Segment Start: Records shown
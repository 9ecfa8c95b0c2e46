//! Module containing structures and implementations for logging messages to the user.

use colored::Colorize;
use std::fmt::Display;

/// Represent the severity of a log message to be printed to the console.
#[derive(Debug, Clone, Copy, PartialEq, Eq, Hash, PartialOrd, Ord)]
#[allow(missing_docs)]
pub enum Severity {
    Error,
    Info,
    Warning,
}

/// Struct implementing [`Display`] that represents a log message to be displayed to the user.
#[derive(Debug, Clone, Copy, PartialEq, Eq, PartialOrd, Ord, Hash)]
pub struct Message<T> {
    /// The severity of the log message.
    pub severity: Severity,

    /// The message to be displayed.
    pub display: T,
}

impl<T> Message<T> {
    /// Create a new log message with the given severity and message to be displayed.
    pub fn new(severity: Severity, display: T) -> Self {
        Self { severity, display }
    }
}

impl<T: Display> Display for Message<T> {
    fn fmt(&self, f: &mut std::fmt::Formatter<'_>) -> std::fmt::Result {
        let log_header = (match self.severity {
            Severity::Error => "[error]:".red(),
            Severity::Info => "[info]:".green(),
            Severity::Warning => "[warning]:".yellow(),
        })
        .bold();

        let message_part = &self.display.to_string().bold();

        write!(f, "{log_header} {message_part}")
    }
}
Segment End: Records shown
Segment Start: Records shown
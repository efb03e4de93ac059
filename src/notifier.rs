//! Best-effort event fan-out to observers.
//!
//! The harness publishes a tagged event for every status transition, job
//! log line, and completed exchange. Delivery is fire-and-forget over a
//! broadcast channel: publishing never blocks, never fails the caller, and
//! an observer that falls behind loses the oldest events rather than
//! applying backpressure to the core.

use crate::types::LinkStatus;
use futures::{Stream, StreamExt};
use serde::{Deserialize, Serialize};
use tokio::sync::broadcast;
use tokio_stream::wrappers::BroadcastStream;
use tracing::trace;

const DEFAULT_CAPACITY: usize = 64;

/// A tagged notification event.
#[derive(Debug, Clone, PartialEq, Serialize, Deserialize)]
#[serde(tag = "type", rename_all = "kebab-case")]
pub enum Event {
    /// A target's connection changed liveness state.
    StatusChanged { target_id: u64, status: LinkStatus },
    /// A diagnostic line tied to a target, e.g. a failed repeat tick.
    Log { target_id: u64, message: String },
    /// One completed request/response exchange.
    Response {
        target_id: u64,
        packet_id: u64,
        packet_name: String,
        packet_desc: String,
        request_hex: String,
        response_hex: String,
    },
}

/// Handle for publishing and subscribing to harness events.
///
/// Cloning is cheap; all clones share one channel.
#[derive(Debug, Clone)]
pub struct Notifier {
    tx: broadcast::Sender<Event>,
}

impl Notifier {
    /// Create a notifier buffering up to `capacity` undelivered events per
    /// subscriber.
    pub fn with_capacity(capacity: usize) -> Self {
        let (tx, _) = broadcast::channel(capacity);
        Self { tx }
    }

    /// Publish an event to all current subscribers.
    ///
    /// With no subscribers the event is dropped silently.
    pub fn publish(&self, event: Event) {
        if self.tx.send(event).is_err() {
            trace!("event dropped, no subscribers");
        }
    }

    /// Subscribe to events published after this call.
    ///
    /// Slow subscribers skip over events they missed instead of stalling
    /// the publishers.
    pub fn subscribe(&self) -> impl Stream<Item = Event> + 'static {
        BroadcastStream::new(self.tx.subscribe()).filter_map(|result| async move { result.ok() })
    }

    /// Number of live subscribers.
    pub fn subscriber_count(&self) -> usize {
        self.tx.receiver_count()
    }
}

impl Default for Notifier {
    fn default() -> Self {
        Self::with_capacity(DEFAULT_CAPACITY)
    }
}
Segment End: Records shown
#### What is needed
Find and copy each line of the listing above that holds the word "derive".

#### Reply
#[derive(Debug, Clone, Copy, PartialEq, Eq, Hash, PartialOrd, Ord)]
#[derive(Debug, Clone, Copy, PartialEq, Eq, PartialOrd, Ord, Hash)]
#[derive(Debug, Clone, PartialEq, Serialize, Deserialize)]
#[derive(Debug, Clone)]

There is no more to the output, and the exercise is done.